Assignment: If a line in the data below includes the string "document", please return a copy of it.

[Records from a collection]
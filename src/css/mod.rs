//! Stylesheet emission.
//!
//! Two text artifacts are produced from a token document:
//!
//! - [`generate_css_from_tokens`] - the custom-property stylesheet
//!   (`:root`, theme-scoped blocks, responsive overrides)
//! - [`generate_typography_utilities`] - the utility-class stylesheet
//!   referencing those properties

mod stylesheet;
mod utilities;
pub mod writer;

pub use stylesheet::generate_css_from_tokens;
pub use utilities::generate_typography_utilities;
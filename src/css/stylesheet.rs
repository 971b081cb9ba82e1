//! Full-document stylesheet generation.
//!
//! [`generate_css_from_tokens`] compiles a complete token document into one
//! CSS text blob:
//!
//! - a `:root` block carrying every custom property, with the `light` theme
//!   and the `desktop` type scale doubled into unprefixed defaults
//! - one `[data-theme="..."]` block per additional theme bucket present
//! - one `@media (max-width: ...)` block per mobile-like platform that
//!   defines a type scale, overriding the unprefixed typography defaults
//!
//! Output is deterministic for a given document: sections run in a fixed
//! order and each section follows the document's own key order.

use std::sync::OnceLock;

use rustc_hash::FxHashMap;
use serde_json::Value as JsonValue;

use super::writer::{custom_property, format_block, media_block};
use crate::config;
use crate::convert::{
    display_value, for_each_scale_entry, leaf_value, resolved_leaf, MOBILE_PLATFORMS, PLATFORMS,
};
use crate::resolve::{css_ident, resolve_references, COLOR_FAMILIES};

/// Named font weights translated to their numeric CSS values.
/// Unrecognized names fall back to the literal token value.
fn named_weights() -> &'static FxHashMap<&'static str, &'static str> {
    static WEIGHTS: OnceLock<FxHashMap<&'static str, &'static str>> = OnceLock::new();
    WEIGHTS.get_or_init(|| {
        FxHashMap::from_iter([
            ("regular", "400"),
            ("medium", "500"),
            ("semi-bold", "600"),
            ("bold", "700"),
            ("black", "900"),
        ])
    })
}

/// Generate the custom-property stylesheet for a complete token document.
///
/// # Example
///
/// ```
/// use serde_json::json;
/// use tokens_css::generate_css_from_tokens;
///
/// let tokens = json!({
///     "font": {"font-size": {"sm": "12"}},
///     "light": {"background": {"Primary": {"value": "#fff"}}}
/// });
/// let css = generate_css_from_tokens(&tokens);
/// assert!(css.contains("--font-size-sm: 12px;"));
/// assert!(css.contains("--color-background-Primary: #fff;"));
/// ```
pub fn generate_css_from_tokens(tokens: &JsonValue) -> String {
    let config = config::get();
    let mut sheet = String::new();

    // ======================================================================
    // :root
    // ======================================================================
    let mut root = Vec::new();
    push_font_families(tokens, &mut root);
    push_font_weights(tokens, &mut root);
    push_font_sizes(tokens, &mut root);
    push_font_metric(tokens, "line-height", &mut root);
    push_font_metric(tokens, "letter-spacing", &mut root);
    push_platform_scales(tokens, &mut root);
    push_color_palettes(tokens, &mut root);
    push_spacing(tokens, &mut root);
    push_category(tokens, "radius", &mut root);
    push_category(tokens, "width", &mut root);
    if let Some(bucket) = tokens.get("light").and_then(JsonValue::as_object) {
        push_theme_colors(bucket, Some("light"), &mut root);
    }
    sheet.push_str(&format_block(":root", &root));

    // ======================================================================
    // Theme overrides
    // ======================================================================
    for theme in ["dark", "black"] {
        let Some(bucket) = tokens.get(theme).and_then(JsonValue::as_object) else {
            continue;
        };
        let mut lines = Vec::new();
        push_theme_colors(bucket, None, &mut lines);
        let selector = format!("[{}=\"{theme}\"]", config.theme_attribute);
        sheet.push('\n');
        sheet.push_str(&format_block(&selector, &lines));
    }

    // ======================================================================
    // Responsive typography
    // ======================================================================
    // Each platform writes the same unprefixed property names; emitting the
    // blocks in a fixed order means the last platform present wins.
    for platform in MOBILE_PLATFORMS {
        let Some(text) = tokens.get(platform).and_then(|bucket| bucket.get("text")) else {
            continue;
        };
        if !text.is_object() {
            continue;
        }
        let mut lines = Vec::new();
        for_each_scale_entry(text, |scale, variant, property, value| {
            if let Some(resolved) = resolved_leaf(value) {
                let name = format!(
                    "--typography-{}-{}-{property}",
                    css_ident(scale),
                    css_ident(variant)
                );
                lines.push(custom_property(&name, &resolved));
            }
        });
        let query = format!("max-width: {}", config.mobile_breakpoint);
        sheet.push('\n');
        sheet.push_str(&media_block(&query, &format_block(":root", &lines)));
    }

    sheet
}

fn font_submap<'a>(
    tokens: &'a JsonValue,
    key: &str,
) -> Option<&'a serde_json::Map<String, JsonValue>> {
    tokens
        .get("font")
        .and_then(|font| font.get(key))
        .and_then(JsonValue::as_object)
}

fn push_font_families(tokens: &JsonValue, lines: &mut Vec<String>) {
    let Some(families) = font_submap(tokens, "family") else {
        return;
    };
    for (key, value) in families {
        if let Some(resolved) = resolved_leaf(value) {
            lines.push(custom_property(
                &format!("--font-family-{}", css_ident(key)),
                &resolved,
            ));
        }
    }
}

fn push_font_weights(tokens: &JsonValue, lines: &mut Vec<String>) {
    let Some(weights) = font_submap(tokens, "weight") else {
        return;
    };
    for (key, value) in weights {
        let Some(raw) = display_value(leaf_value(value)) else {
            continue;
        };
        let value: &str = match named_weights().get(raw.as_str()) {
            Some(numeric) => numeric,
            None => raw.as_str(),
        };
        lines.push(custom_property(
            &format!("--font-weight-{}", css_ident(key)),
            value,
        ));
    }
}

fn push_font_sizes(tokens: &JsonValue, lines: &mut Vec<String>) {
    let Some(sizes) = font_submap(tokens, "font-size") else {
        return;
    };
    for (key, value) in sizes {
        if let Some(resolved) = resolved_leaf(value) {
            lines.push(custom_property(
                &format!("--font-size-{}", css_ident(key)),
                &infer_px(resolved),
            ));
        }
    }
}

fn push_font_metric(tokens: &JsonValue, category: &str, lines: &mut Vec<String>) {
    let Some(entries) = font_submap(tokens, category) else {
        return;
    };
    for (key, value) in entries {
        if let Some(resolved) = resolved_leaf(value) {
            lines.push(custom_property(
                &format!("--{category}-{}", css_ident(key)),
                &resolved,
            ));
        }
    }
}

fn push_platform_scales(tokens: &JsonValue, lines: &mut Vec<String>) {
    for platform in PLATFORMS {
        let Some(text) = tokens.get(platform).and_then(|bucket| bucket.get("text")) else {
            continue;
        };
        for_each_scale_entry(text, |scale, variant, property, value| {
            if let Some(resolved) = resolved_leaf(value) {
                let tail = format!("{}-{}-{property}", css_ident(scale), css_ident(variant));
                lines.push(custom_property(
                    &format!("--typography-{platform}-{tail}"),
                    &resolved,
                ));
                // Desktop values double as the unprefixed defaults.
                if platform == "desktop" {
                    lines.push(custom_property(&format!("--typography-{tail}"), &resolved));
                }
            }
        });
    }
}

fn push_color_palettes(tokens: &JsonValue, lines: &mut Vec<String>) {
    for family in COLOR_FAMILIES {
        let Some(shades) = tokens.get(family).and_then(JsonValue::as_object) else {
            continue;
        };
        for (shade, value) in shades {
            if let Some(resolved) = resolved_leaf(value) {
                lines.push(custom_property(
                    &format!("--color-{family}-{}", css_ident(shade)),
                    &resolved,
                ));
            }
        }
    }
}

fn push_spacing(tokens: &JsonValue, lines: &mut Vec<String>) {
    for size in crate::convert::SPACING_SIZES {
        let Some(value) = tokens.get(size) else {
            continue;
        };
        if let Some(resolved) = resolved_leaf(value) {
            lines.push(custom_property(&format!("--spacing-{size}"), &resolved));
        }
    }

    let Some(units) = tokens.get("unit").and_then(JsonValue::as_object) else {
        return;
    };
    for (unit, measure) in units {
        let Some(raw) = display_value(leaf_value(measure)) else {
            continue;
        };
        let resolved = resolve_references(&raw);
        // Bare numbers are pixel measurements.
        let value = if resolved.parse::<f64>().is_ok() {
            format!("{resolved}px")
        } else {
            resolved
        };
        lines.push(custom_property(
            &format!("--spacing-unit-{}", css_ident(unit)),
            &value,
        ));
    }
}

fn push_category(tokens: &JsonValue, category: &str, lines: &mut Vec<String>) {
    let Some(entries) = tokens.get(category).and_then(JsonValue::as_object) else {
        return;
    };
    for (key, value) in entries {
        if let Some(resolved) = resolved_leaf(value) {
            lines.push(custom_property(
                &format!("--{category}-{}", css_ident(key)),
                &resolved,
            ));
        }
    }
}

fn push_theme_colors(
    bucket: &serde_json::Map<String, JsonValue>,
    theme_prefix: Option<&str>,
    lines: &mut Vec<String>,
) {
    for (category, semantic) in bucket {
        let Some(semantic) = semantic.as_object() else {
            continue;
        };
        for (key, value) in semantic {
            let Some(resolved) = resolved_leaf(value) else {
                continue;
            };
            let tail = format!("{}-{}", css_ident(category), css_ident(key));
            if let Some(theme) = theme_prefix {
                lines.push(custom_property(&format!("--color-{theme}-{tail}"), &resolved));
            }
            lines.push(custom_property(&format!("--color-{tail}"), &resolved));
        }
    }
}

/// Append a bare `px` unit unless the value already carries one or is a
/// `var(...)` reference.
fn infer_px(value: String) -> String {
    if value.contains("px") || value.contains("var(") {
        value
    } else {
        format!("{value}px")
    }
}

Expected answer:
//! Two text artifacts are produced from a token document:
//! Full-document stylesheet generation.
//! [`generate_css_from_tokens`] compiles a complete token document into one
//! Output is deterministic for a given document: sections run in a fixed
//! order and each section follows the document's own key order.
/// Generate the custom-property stylesheet for a complete token document.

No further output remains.